Part B searched for mechanisms that might achieve an optimal balance of uniformity and diversity. It argued that this is a complex problem; the optimal balance also depends upon the specific case at hand. Co-ordinated diversity, as set out in Chapter 8, is my suggestion for a way of achieving more efficient and effective solutions than the European system today. In addition, it is also hoped that co-ordinated diversity would bring more democratic legitimacy.

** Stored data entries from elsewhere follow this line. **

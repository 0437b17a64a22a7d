//! # blits
//!
//! Command-line entry point for the Blits editor tooling: the language
//! server plus a couple of commands for inspecting what it sees.

mod commands;
mod config;

use clap::{Parser, Subcommand};

#[derive(Parser)]
#[command(name = "blits")]
#[command(about = "Editor tooling for Lightning Blits apps", long_about = None)]
#[command(version, disable_version_flag = true)]
struct Cli {
    /// Print version
    #[arg(short = 'v', short_alias = 'V', long, action = clap::ArgAction::Version)]
    version: (),
    #[command(subcommand)]
    command: Commands,
}

#[derive(Subcommand)]
enum Commands {
    /// Start Language Server Protocol server
    #[command(visible_alias = "maestro")]
    Lsp(commands::lsp::LspArgs),

    /// List the Blits projects in a workspace
    #[command(visible_alias = "atlas")]
    Projects(commands::projects::ProjectsArgs),

    /// Print the template and script regions of a file as JSON
    #[command(visible_alias = "atelier")]
    Extract(commands::extract::ExtractArgs),
}

fn main() {
    let cli = Cli::parse();
    let config = config::load_config(None);

    let result = match cli.command {
        Commands::Lsp(args) => commands::lsp::run(args, config),
        Commands::Projects(args) => commands::projects::run(args, config),
        Commands::Extract(args) => commands::extract::run(args),
    };

    if let Err(e) = result {
        eprintln!("\x1b[31mError:\x1b[0m {}", e);
        std::process::exit(1);
    }
}
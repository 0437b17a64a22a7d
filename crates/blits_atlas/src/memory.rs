//! In-memory [`WorkspaceHost`] for tests and embedding.

use std::collections::BTreeMap;
use std::io;
use std::path::{Path, PathBuf};
use std::sync::atomic::{AtomicUsize, Ordering};

use async_trait::async_trait;
use parking_lot::{Mutex, RwLock};
use tokio::sync::mpsc::{self, UnboundedSender};

use crate::host::{GlobFilter, HostError, ManifestWatch, WatchEvent, WorkspaceHost};

/// Workspace host whose files live in a map.
///
/// Watch subscribers only hear about events passed to [`MemoryHost::emit`];
/// writes and removals are silent so tests control timing explicitly.
#[derive(Default)]
pub struct MemoryHost {
    roots: RwLock<Vec<PathBuf>>,
    files: RwLock<BTreeMap<PathBuf, String>>,
    watchers: Mutex<Vec<UnboundedSender<WatchEvent>>>,
    find_calls: AtomicUsize,
}

impl MemoryHost {
    pub fn new(roots: Vec<PathBuf>) -> Self {
        Self {
            roots: RwLock::new(roots),
            ..Default::default()
        }
    }

    pub fn set_roots(&self, roots: Vec<PathBuf>) {
        *self.roots.write() = roots;
    }

    pub fn write(&self, path: impl Into<PathBuf>, content: impl Into<String>) {
        self.files.write().insert(path.into(), content.into());
    }

    pub fn remove(&self, path: &Path) {
        self.files.write().remove(path);
    }

    /// Deliver an event to every live watch subscription.
    pub fn emit(&self, event: WatchEvent) {
        self.watchers
            .lock()
            .retain(|tx| tx.send(event.clone()).is_ok());
    }

    /// How many workspace scans have been requested.
    pub fn find_calls(&self) -> usize {
        self.find_calls.load(Ordering::SeqCst)
    }

    /// Number of live watch subscriptions.
    pub fn watcher_count(&self) -> usize {
        let mut watchers = self.watchers.lock();
        watchers.retain(|tx| !tx.is_closed());
        watchers.len()
    }
}

#[async_trait]
impl WorkspaceHost for MemoryHost {
    fn roots(&self) -> Vec<PathBuf> {
        self.roots.read().clone()
    }

    async fn find_files(&self, include: &str, exclude: &str, limit: usize) -> Vec<PathBuf> {
        self.find_calls.fetch_add(1, Ordering::SeqCst);
        // Give concurrent callers a chance to interleave.
        tokio::task::yield_now().await;

        let Ok(filter) = GlobFilter::new(include, exclude) else {
            return Vec::new();
        };
        let roots = self.roots();

        self.files
            .read()
            .keys()
            .filter(|path| filter.matches_under(&roots, path))
            .take(limit)
            .cloned()
            .collect()
    }

    async fn read_to_string(&self, path: &Path) -> io::Result<String> {
        tokio::task::yield_now().await;
        self.read_to_string_sync(path)
    }

    fn read_to_string_sync(&self, path: &Path) -> io::Result<String> {
        self.files.read().get(path).cloned().ok_or_else(|| {
            io::Error::new(
                io::ErrorKind::NotFound,
                format!("{} not found", path.display()),
            )
        })
    }

    fn exists(&self, path: &Path) -> bool {
        self.files.read().contains_key(path)
    }

    fn watch(&self, include: &str, exclude: &str) -> Result<ManifestWatch, HostError> {
        GlobFilter::new(include, exclude)?;
        let (tx, rx) = mpsc::unbounded_channel();
        self.watchers.lock().push(tx);
        Ok(ManifestWatch::new(rx, ()))
    }
}
//! Script engine backed by tsgo (the Go port of TypeScript).
//!
//! tsgo runs as a child process speaking LSP over stdio. Virtual documents
//! are opened in memory under [`VIRTUAL_URI_SCHEME`]; nothing is written to
//! disk.

use std::path::{Path, PathBuf};
use std::process::Stdio;
use std::sync::atomic::{AtomicBool, AtomicU64, Ordering};
use std::sync::Arc;

use async_trait::async_trait;
use dashmap::DashMap;
use serde_json::{json, Value};
use tokio::io::{AsyncRead, AsyncWrite, AsyncWriteExt, BufReader, BufWriter};
use tokio::process::{Child, Command};
use tokio::sync::{oneshot, Mutex};
use tokio::task::JoinHandle;

use crate::config::TsgoEngineConfig;
use crate::engine::{
    CompletionEntry, DefinitionTarget, EngineDiagnostic, QuickInfo, ScriptEngine,
    ScriptEngineFactory, SignatureHelp, TextPosition,
};
use crate::error::EngineError;
use crate::protocol::{
    self, Incoming, IncomingMessage, JsonRpcNotification, JsonRpcRequest, LspDiagnostic,
    LspLocation,
};

/// URI scheme for in-memory virtual documents.
pub const VIRTUAL_URI_SCHEME: &str = "blits-virtual";

type Writer = BufWriter<Box<dyn AsyncWrite + Send + Unpin>>;
type SharedWriter = Arc<Mutex<Option<Writer>>>;
type PendingMap = Arc<DashMap<u64, oneshot::Sender<Result<Value, EngineError>>>>;
type DiagnosticsCache = Arc<DashMap<String, Vec<LspDiagnostic>>>;

/// URI a virtual document name is opened under.
pub fn virtual_uri(name: &str) -> String {
    format!("{}://{}", VIRTUAL_URI_SCHEME, name)
}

The debate in competition policy and enforcement in the EU overwhelmingly highlights the benefits of uniformity (and seeks to achieve ever more uniformity in order to enhance these benefits). The role of Part C is to examine co-ordinated diversity’s fit with the EU, specifically its emphasis on the need for more diversity. First, Chapter 9 asks whether co-ordinated diversity is possible today in the current competition system. It finds that much of it could easily be achieved through minor changes (such as amending Commission notices), although some things, such as organising clusters of Member States and reducing the Commission’s central role (to the extent that it has one), are not possible in today’s legal framework. This is already an interesting result, given the emphasis on uniformity. It should not be surprising. As Helmut Kohl has said (generally rather than on competition policy and enforcement), one should not mistake ‘a unified Europe with a standardised Europe’.1
Given the results in Chapter 9, Chapter 10 then discusses the EU’s constitutional settlement. This is important because if the current competition system does not fully tolerate co-ordinated diversity, then one needs to assess whether the current rules could be changed. One can only do this within the limits of the EU constitutional system. Understanding the EU constitutional system is not an easy task, and there is much confusion about how it constrains EU competition policy and enforcement. Furthermore, it is not a subject that is discussed very often, even since the changes wrought by the Lisbon Treaty. Focusing on the space for diversity in competition policy and enforcement in the EU, particularly executive and legislative competences, Chapter 10 shows that the EU constitutional system leaves a lot of space for diversity. This is particularly true for the competition system. There is certainly much more space than is generally understood today, as many (wrongly) believe that the EU competition rules, in their entirety, have become an area of exclusive EU competence.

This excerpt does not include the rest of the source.